O responsável na Ásia do grupo João Portugal Ramos Vinhos, presente em Hong Kong, Gonçalo Frey-Ramos, justifica: “Se não há mais empresas lusófonas aqui é por falta de conhecimento do mercado asiático – do chinês em particular – e da importância que pequenas decisões podem ter na projecção das empresas no mercado”. Os lusófonos têm de estar mais atentos porque, como salientou o director-geral do Departamento de Promoção de Investimento do InvestHK, Simon Galpin, a RAEHK está interessada em ser plataforma. Garante mesmo que há “empresas da China Continental a usar a região como âncora para depois chegar aos países de língua portuguesa”.

Existe de facto alguma falta de interacção mas não é absoluta. O Brasil reagiu positivamente à força de atracção do sector financeiro de Hong Kong. São cerca de dez as empresas brasileiras com escritório na RAEHK e todas de grandes dimensões, nas áreas financeira, como o Banco do Brasil e o Itaú Asia, do minério de ferro, como a Samarco Asia, e até do transporte aéreo, como a Tam Airlines. Fonte do Consulado Geral do Brasil em Hong Kong e Macau salienta que, apesar da presença dessas firmas gigantes, a comunidade de 300 brasileiros “não tem um perfil empresarial”.

Curioso dessa promissora economia emergente, Kwan lembra que o HKTDC até tem um escritório em São Paulo: “É sem dúvida um dos mercados fundamentais da América Latina a desenvolver. Por isso, estamos a ver de que forma é que os nossos serviços podem ajudar a aumentar as trocas comerciais”. Também o InvestHK garante ter consultores em algumas das maiores economias lusófonas, para ajudar o território a encontrar investidores destes países.

Com poucas firmas registadas, Angola é o outro país de língua portuguesa com presença consular na RAEHK, mas Kwan nem se lhe refere, apesar das importações de Angola, entre Janeiro e Agosto do 2012, terem aumentado mais de 1700 por cento para Hong Kong. Além disso, a China é um dos maiores importadores de petróleo e diamantes de Angola. Talvez por isso há vários anos que a angolana Sodiam Diamonds se estabeleceu na RAEHK.
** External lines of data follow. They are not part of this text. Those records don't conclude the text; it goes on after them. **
//! Request identity: who owns the cart this request works on.
//!
//! A signed-in user is recorded in the session under `current_user` by the
//! authentication subsystem (through [`complete_login`]). Everyone else is a
//! guest identified by a random key minted into the session on first use.

use axum::{extract::FromRequestParts, http::request::Parts};
use tower_sessions::Session;

use storefront_core::{CartOwner, GuestKey, UserId};

use crate::error::{AppError, clear_sentry_user, set_sentry_user};
use crate::models::{CurrentUser, session_keys};
use crate::services::cart::MergeReport;
use crate::state::AppState;

/// Resolve the cart owner for a session, minting a guest key if needed.
///
/// # Errors
///
/// Returns `AppError::Session` if the session store fails.
pub async fn resolve(session: &Session) -> Result<CartOwner, AppError> {
    if let Some(user) = session
        .get::<CurrentUser>(session_keys::CURRENT_USER)
        .await?
    {
        return Ok(CartOwner::user(user.id));
    }

    let key = match session.get::<GuestKey>(session_keys::GUEST_CART_KEY).await? {
        Some(key) => key,
        None => {
            let key = GuestKey::generate();
            session.insert(session_keys::GUEST_CART_KEY, key).await?;
            key
        }
    };
    Ok(CartOwner::guest(key))
}

fn session_from(parts: &Parts) -> Result<Session, AppError> {
    parts
        .extensions
        .get::<Session>()
        .cloned()
        .ok_or_else(|| AppError::Internal("session layer not installed".to_string()))
}

/// Extractor for the cart owner of the current request.
///
/// # Example
///
/// ```rust,ignore
/// async fn handler(CurrentIdentity(owner): CurrentIdentity) -> impl IntoResponse {
///     match owner {
///         CartOwner::User { user_id } => format!("user {user_id}"),
///         CartOwner::Guest { .. } => "guest".to_string(),
///     }
/// }
/// ```
#[derive(Debug, Clone, Copy)]
pub struct CurrentIdentity(pub CartOwner);

impl<S> FromRequestParts<S> for CurrentIdentity
where
    S: Send + Sync,
{
    type Rejection = AppError;

    async fn from_request_parts(parts: &mut Parts, _state: &S) -> Result<Self, Self::Rejection> {
        let session = session_from(parts)?;
        Ok(Self(resolve(&session).await?))
    }
}

/// Extractor that requires a signed-in user. Guests get 401.
#[derive(Debug, Clone, Copy)]
pub struct RequireUser(pub UserId);

impl<S> FromRequestParts<S> for RequireUser
where
    S: Send + Sync,
{
    type Rejection = AppError;

    async fn from_request_parts(parts: &mut Parts, _state: &S) -> Result<Self, Self::Rejection> {
        let session = session_from(parts)?;
        session
            .get::<CurrentUser>(session_keys::CURRENT_USER)
            .await?
            .map(|user| Self(user.id))
            .ok_or_else(|| AppError::Unauthorized("Sign in required".to_string()))
    }
}

/// Record a successful login and fold the guest cart into the user's cart.
///
/// The guest key is taken out of the session before merging, so a replayed
/// or concurrent login for the same session finds nothing left to merge.
///
/// # Errors
///
/// Returns an error if the session store fails or the guest cart cannot be
/// read. The user is signed in either way.
pub async fn complete_login(
    state: &AppState,
    session: &Session,
    user: CurrentUser,
) -> Result<MergeReport, AppError> {
    session.insert(session_keys::CURRENT_USER, user).await?;
    session.cycle_id().await?;
    set_sentry_user(&user.id);

    let guest = session
        .remove::<GuestKey>(session_keys::GUEST_CART_KEY)
        .await?;
    let Some(guest) = guest else {
        return Ok(MergeReport::default());
    };

    let report = state.carts().merge(guest, user.id).await?;
    tracing::info!(
        user_id = %user.id,
        merged = report.merged.len(),
        skipped = report.skipped.len(),
        "Guest cart merged at login"
    );
    Ok(report)
}

/// Sign the user out. The next request starts a fresh guest cart.
///
/// # Errors
///
/// Returns `AppError::Session` if the session store fails.
pub async fn complete_logout(session: &Session) -> Result<(), AppError> {
    session
        .remove::<CurrentUser>(session_keys::CURRENT_USER)
        .await?;
    session
        .remove::<GuestKey>(session_keys::GUEST_CART_KEY)
        .await?;
    session.cycle_id().await?;
    clear_sentry_user();
    Ok(())
}

#[cfg(test)]
#[allow(clippy::unwrap_used)]
mod tests {
    use std::sync::Arc;

    use chrono::Utc;
    use rust_decimal_macros::dec;
    use storefront_core::{CategoryId, Product, ProductId};
    use tower_sessions::MemoryStore;

    use super::*;
    use crate::config::StorefrontConfig;
    use crate::db::MemoryCatalog;
    use crate::state::Stores;

    fn session() -> Session {
        Session::new(None, Arc::new(MemoryStore::default()), None)
    }

    async fn state() -> AppState {
        let catalog = Arc::new(MemoryCatalog::new());
        catalog
            .insert_product(Product {
                id: ProductId::new(1),
                name: "Mug".to_string(),
                price: dec!(10.00),
                stock_quantity: 50,
                min_stock_threshold: 5,
                category_id: Some(CategoryId::new(1)),
                active: true,
                promotions: Vec::new(),
            })
            .await;
        AppState::new(StorefrontConfig::default(), Stores::in_memory(catalog))
    }

    #[tokio::test]
    async fn test_guest_key_is_stable_within_session() {
        let session = session();
        let first = resolve(&session).await.unwrap();
        let second = resolve(&session).await.unwrap();
        assert!(first.is_guest());
        assert_eq!(first, second);
    }

    #[tokio::test]
    async fn test_user_wins_over_guest_key() {
        let session = session();
        resolve(&session).await.unwrap();
        session
            .insert(session_keys::CURRENT_USER, CurrentUser { id: UserId::new(4) })
            .await
            .unwrap();
        assert_eq!(
            resolve(&session).await.unwrap(),
            CartOwner::user(UserId::new(4))
        );
    }

    #[tokio::test]
    async fn test_login_merges_guest_cart_once() {
        let state = state().await;
        let session = session();
        let now = Utc::now();
        let user = CurrentUser { id: UserId::new(9) };

        let guest = resolve(&session).await.unwrap();
        state.carts().add_item(&guest, ProductId::new(1), 2, now).await.unwrap();
        state
            .carts()
            .add_item(&CartOwner::user(user.id), ProductId::new(1), 1, now)
            .await
            .unwrap();

        let report = complete_login(&state, &session, user).await.unwrap();
        assert_eq!(report.merged, vec![ProductId::new(1)]);
        assert_eq!(state.carts().count(&CartOwner::user(user.id)).await.unwrap(), 3);
        assert_eq!(state.carts().count(&guest).await.unwrap(), 0);

        // Replayed login: nothing left to merge.
        let report = complete_login(&state, &session, user).await.unwrap();
        assert_eq!(report, MergeReport::default());
        assert_eq!(state.carts().count(&CartOwner::user(user.id)).await.unwrap(), 3);
    }

    #[tokio::test]
    async fn test_logout_returns_to_fresh_guest() {
        let state = state().await;
        let session = session();
        let guest = resolve(&session).await.unwrap();
        complete_login(&state, &session, CurrentUser { id: UserId::new(2) })
            .await
            .unwrap();

        complete_logout(&session).await.unwrap();
        let after = resolve(&session).await.unwrap();
        assert!(after.is_guest());
        assert_ne!(after, guest);
    }
}
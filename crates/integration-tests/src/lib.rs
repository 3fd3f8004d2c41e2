//! Test harness for the storefront HTTP API.
//!
//! Every test gets its own in-memory backend and router; requests go through
//! `tower::ServiceExt::oneshot`, so no server or database is needed.
//!
//! # Running Tests
//!
//! ```bash
//! cargo test -p storefront-integration-tests
//! ```
//!
//! The authentication subsystem is outside this service. The harness stands
//! in for it with `POST /test/login/{userId}` and `POST /test/logout`, which
//! call [`complete_login`] and [`complete_logout`] exactly as it would.

#![cfg_attr(not(test), forbid(unsafe_code))]
#![allow(clippy::unwrap_used, clippy::missing_panics_doc)]

use std::collections::BTreeSet;
use std::sync::{Arc, Mutex};

use async_trait::async_trait;
use axum::{
    Json, Router,
    body::{Body, to_bytes},
    extract::{Path, State},
    http::{Method, Request, StatusCode, header},
    routing::post,
};
use rust_decimal::Decimal;
use rust_decimal_macros::dec;
use serde_json::{Value, json};
use tower::ServiceExt;
use tower_sessions::{MemoryStore, Session};

use storefront::config::StorefrontConfig;
use storefront::db::MemoryCatalog;
use storefront::error::AppError;
use storefront::middleware::{complete_login, complete_logout, create_session_layer};
use storefront::models::{CurrentUser, Order};
use storefront::routes;
use storefront::services::notifications::{NotificationError, NotificationSink};
use storefront::services::payment::SimulatedGateway;
use storefront::state::{AppState, Stores};
use storefront_core::{
    CategoryId, DiscountType, Product, ProductId, Promotion, PromotionId, PromotionStatus, UserId,
};

/// A 10.00 product with plenty of stock.
pub const MUG: i32 = 1;
/// A 25.00 product with a single unit left.
pub const KETTLE: i32 = 2;
/// A 4.00 product in another category.
pub const TEA: i32 = 3;

/// Records notifications instead of delivering them.
#[derive(Debug, Default)]
pub struct RecordingNotifier {
    pub orders: Mutex<Vec<String>>,
    pub low_stock: Mutex<Vec<ProductId>>,
}

#[async_trait]
impl NotificationSink for RecordingNotifier {
    async fn order_created(&self, order: &Order) -> Result<(), NotificationError> {
        self.orders.lock().unwrap().push(order.order_number.clone());
        Ok(())
    }

    async fn low_stock(&self, product: &Product) -> Result<(), NotificationError> {
        self.low_stock.lock().unwrap().push(product.id);
        Ok(())
    }
}

/// Build a product.
#[must_use]
pub fn product(id: i32, price: Decimal, stock: i32, category: i32) -> Product {
    Product {
        id: ProductId::new(id),
        name: format!("Product {id}"),
        price,
        stock_quantity: stock,
        min_stock_threshold: 2,
        category_id: Some(CategoryId::new(category)),
        active: true,
        promotions: Vec::new(),
    }
}

/// An unbounded, always-active percentage promotion on one product.
#[must_use]
pub fn percent_off(id: i32, product: i32, percentage: Decimal) -> Promotion {
    Promotion {
        id: PromotionId::new(id),
        name: format!("{percentage}% off"),
        discount_type: DiscountType::Percentage,
        discount_percentage: Some(percentage),
        discount_amount: None,
        status: PromotionStatus::Active,
        start_date: None,
        end_date: None,
        max_uses: None,
        current_uses: 0,
        applicable_products: BTreeSet::from([ProductId::new(product)]),
        applicable_categories: BTreeSet::new(),
    }
}

/// A storefront with its own in-memory backend.
pub struct TestApp {
    pub state: AppState,
    pub catalog: Arc<MemoryCatalog>,
    pub notifier: Arc<RecordingNotifier>,
    router: Router,
}

impl TestApp {
    /// Default configuration and the standard catalog.
    pub async fn new() -> Self {
        Self::with_config(StorefrontConfig::default()).await
    }

    /// Custom configuration and the standard catalog.
    pub async fn with_config(config: StorefrontConfig) -> Self {
        let catalog = Arc::new(MemoryCatalog::new());
        catalog.insert_product(product(MUG, dec!(10.00), 20, 1)).await;
        catalog.insert_product(product(KETTLE, dec!(25.00), 1, 1)).await;
        catalog.insert_product(product(TEA, dec!(4.00), 50, 2)).await;

        let notifier = Arc::new(RecordingNotifier::default());
        let gateway = Arc::new(SimulatedGateway::new(config.card_decline_above));
        let session_layer = create_session_layer(MemoryStore::default(), &config);
        let state = AppState::with_collaborators(
            config,
            Stores::in_memory(catalog.clone()),
            gateway,
            notifier.clone(),
        );

        let router = routes::routes()
            .route("/test/login/{user_id}", post(login))
            .route("/test/logout", post(logout))
            .layer(session_layer)
            .with_state(state.clone());

        Self {
            state,
            catalog,
            notifier,
            router,
        }
    }

    /// A client with its own session.
    #[must_use]
    pub fn client(&self) -> TestClient {
        TestClient {
            router: self.router.clone(),
            cookie: None,
        }
    }

    /// A client with its own session, signed in as `user_id`.
    pub async fn signed_in(&self, user_id: i32) -> TestClient {
        let mut client = self.client();
        let response = client.login(user_id).await;
        assert_eq!(response.status, StatusCode::OK, "{:?}", response.body);
        client
    }
}

async fn login(
    State(state): State<AppState>,
    session: Session,
    Path(user_id): Path<i32>,
) -> Result<Json<Value>, AppError> {
    let user = CurrentUser {
        id: UserId::new(user_id),
    };
    let report = complete_login(&state, &session, user).await?;
    Ok(Json(json!({
        "merged": report.merged.len(),
        "skipped": report.skipped.len(),
    })))
}

async fn logout(session: Session) -> Result<Json<Value>, AppError> {
    complete_logout(&session).await?;
    Ok(Json(json!({ "success": true })))
}

/// A response with its JSON body.
#[derive(Debug)]
pub struct TestResponse {
    pub status: StatusCode,
    pub body: Value,
}

impl TestResponse {
    /// The `message` of an error body.
    #[must_use]
    pub fn message(&self) -> &str {
        self.body["message"].as_str().unwrap_or_default()
    }
}

/// Sends requests through the router, keeping the session cookie like a
/// browser would.
#[derive(Clone)]
pub struct TestClient {
    router: Router,
    cookie: Option<String>,
}

impl TestClient {
    /// Send a request with an optional JSON body.
    pub async fn send(&mut self, method: Method, uri: &str, body: Option<Value>) -> TestResponse {
        let mut request = Request::builder().method(method).uri(uri);
        if let Some(cookie) = &self.cookie {
            request = request.header(header::COOKIE, cookie);
        }
        let request = match body {
            Some(body) => request
                .header(header::CONTENT_TYPE, "application/json")
                .body(Body::from(body.to_string())),
            None => request.body(Body::empty()),
        }
        .unwrap();

        let response = self.router.clone().oneshot(request).await.unwrap();
        if let Some(set_cookie) = response.headers().get(header::SET_COOKIE) {
            let pair = set_cookie.to_str().unwrap().split(';').next().unwrap();
            // An emptied session comes back as a removal cookie.
            self.cookie = (!pair.ends_with('=')).then(|| pair.to_string());
        }

        let status = response.status();
        let bytes = to_bytes(response.into_body(), usize::MAX).await.unwrap();
        let body = serde_json::from_slice(&bytes)
            .unwrap_or_else(|_| Value::String(String::from_utf8_lossy(&bytes).into_owned()));
        TestResponse { status, body }
    }

    pub async fn get(&mut self, uri: &str) -> TestResponse {
        self.send(Method::GET, uri, None).await
    }

    pub async fn post(&mut self, uri: &str, body: Value) -> TestResponse {
        self.send(Method::POST, uri, Some(body)).await
    }

    pub async fn put(&mut self, uri: &str, body: Value) -> TestResponse {
        self.send(Method::PUT, uri, Some(body)).await
    }

    pub async fn delete(&mut self, uri: &str) -> TestResponse {
        self.send(Method::DELETE, uri, None).await
    }

    /// Sign in as `user_id`, merging the guest cart.
    pub async fn login(&mut self, user_id: i32) -> TestResponse {
        self.send(Method::POST, &format!("/test/login/{user_id}"), None)
            .await
    }

    /// Sign out.
    pub async fn logout(&mut self) -> TestResponse {
        self.send(Method::POST, "/test/logout", None).await
    }

    /// `POST /cart/items`, asserting success.
    pub async fn add(&mut self, product_id: i32, quantity: i64) -> Value {
        let response = self
            .post(
                "/cart/items",
                json!({ "productId": product_id, "quantity": quantity }),
            )
            .await;
        assert_eq!(response.status, StatusCode::OK, "{:?}", response.body);
        response.body
    }

    /// `POST /orders` with a card payment.
    pub async fn checkout(&mut self) -> TestResponse {
        self.checkout_with("CARD").await
    }

    /// `POST /orders` with the given payment method.
    pub async fn checkout_with(&mut self, payment_method: &str) -> TestResponse {
        self.post(
            "/orders",
            json!({
                "shippingAddress": "1 Main St, Springfield",
                "paymentMethod": payment_method,
            }),
        )
        .await
    }

    /// `GET /cart/count`.
    pub async fn count(&mut self) -> u64 {
        self.get("/cart/count").await.body["count"].as_u64().unwrap()
    }
}

/// Parse a decimal serialised as a string.
#[must_use]
pub fn decimal(value: &Value) -> Decimal {
    value.as_str().unwrap().parse().unwrap()
}
//! HTTP route handlers for storefront.
//!
//! # Route Structure
//!
//! ```text
//! GET    /health                        - Liveness check
//! GET    /health/ready                  - Readiness check (database ping)
//!
//! # Cart (guest or user)
//! GET    /cart                          - Cart view, priced now
//! POST   /cart/items                    - Add or increment a line
//! PUT    /cart/items/{lineId}           - Set a line's quantity
//! DELETE /cart/items/{lineId}           - Remove a line (idempotent)
//! DELETE /cart                          - Empty the cart
//! GET    /cart/count                    - Units in the cart
//!
//! # Orders
//! POST   /orders                        - Checkout (user)
//! GET    /orders?page=&size=            - Order history, paged (user)
//! GET    /orders/{id}                   - Order detail (user)
//! POST   /orders/{id}/pay               - Online payment (user)
//! POST   /orders/{id}/cancel            - Cancel (user)
//! POST   /orders/{id}/confirm-receipt   - Mark delivered (user)
//! ```

pub mod cart;
pub mod orders;

use axum::{
    Router,
    extract::{Request, State},
    http::StatusCode,
    middleware::from_fn,
    routing::{get, post, put},
};
use tower_http::trace::TraceLayer;
use tower_sessions::SessionStore;

use crate::middleware::{create_session_layer, request_id_middleware};
use crate::state::AppState;

/// Create the cart routes router.
pub fn cart_routes() -> Router<AppState> {
    Router::new()
        .route("/", get(cart::show).delete(cart::clear))
        .route("/items", post(cart::add))
        .route("/items/{line_id}", put(cart::update).delete(cart::remove))
        .route("/count", get(cart::count))
}

/// Create the order routes router.
pub fn order_routes() -> Router<AppState> {
    Router::new()
        .route("/", post(orders::create).get(orders::index))
        .route("/{id}", get(orders::show))
        .route("/{id}/pay", post(orders::pay))
        .route("/{id}/cancel", post(orders::cancel))
        .route("/{id}/confirm-receipt", post(orders::confirm_receipt))
}

/// Create all routes for the storefront.
pub fn routes() -> Router<AppState> {
    Router::new()
        .route("/health", get(health))
        .route("/health/ready", get(readiness))
        .nest("/cart", cart_routes())
        .nest("/orders", order_routes())
}

/// The routes with sessions, request IDs and tracing applied.
pub fn app<S>(state: AppState, session_store: S) -> Router
where
    S: SessionStore + Clone,
{
    let session_layer = create_session_layer(session_store, state.config());
    routes()
        .layer(session_layer)
        .layer(from_fn(request_id_middleware))
        .layer(
            TraceLayer::new_for_http().make_span_with(|request: &Request| {
                tracing::info_span!(
                    "http_request",
                    method = %request.method(),
                    uri = %request.uri(),
                    request_id = tracing::field::Empty,
                )
            }),
        )
        .with_state(state)
}

/// Liveness health check endpoint.
///
/// Returns "ok" if the server is running. Does not check dependencies.
async fn health() -> &'static str {
    "ok"
}

/// Readiness health check endpoint.
///
/// Verifies database connectivity in Postgres mode. Returns 503 Service
/// Unavailable if the database is not reachable.
async fn readiness(State(state): State<AppState>) -> StatusCode {
    let Some(pool) = state.pool() else {
        return StatusCode::OK;
    };
    match sqlx::query("SELECT 1").fetch_one(pool).await {
        Ok(_) => StatusCode::OK,
        Err(e) => {
            tracing::warn!("Readiness check failed: {e}");
            StatusCode::SERVICE_UNAVAILABLE
        }
    }
}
Com consulados honorários, Portugal e Moçambique são os outros países com interesse pela China. Algumas grandes empresas lusas são atraídas a Hong Kong pelo comércio do vinho e outras pretendem conquistar os asiáticos com os seus produtos alimentares. Gonçalo Frey-Ramos acredita que “se antes Macau era a escolha natural para a plataforma de apoio no processo de internacionalização de empresas portuguesas para a China, Hong Kong é hoje uma excelente alternativa, ou mesmo a primeira escolha”. As portuguesas Sogrape, Symington Family, Ramirez, Somelos, Jump Willy já abriram escritórios na RAEHK. Por seu turno, Moçambique tem apostado nos recursos minerais que interessam à China que, juntamente com Hong Kong, também absorve a maioria da exportação anual de madeira desse país desde 1997.

 

Mercados HK

 

Macau dum Delta maior

Talvez Hong Kong e os países de língua portuguesa se tenham desencontrado todos estes anos por causa da relação extremada entre a lusofonia e Macau. O director de Pesquisa do HKTDC admite que a RAEM possa estar em vantagem, mas isso é visto com bons olhos por Hong Kong: “Quanto mais fizerem nessa área, melhor para a China e para nós, até porque muitas das empresas de Macau são originárias da RAEHK”.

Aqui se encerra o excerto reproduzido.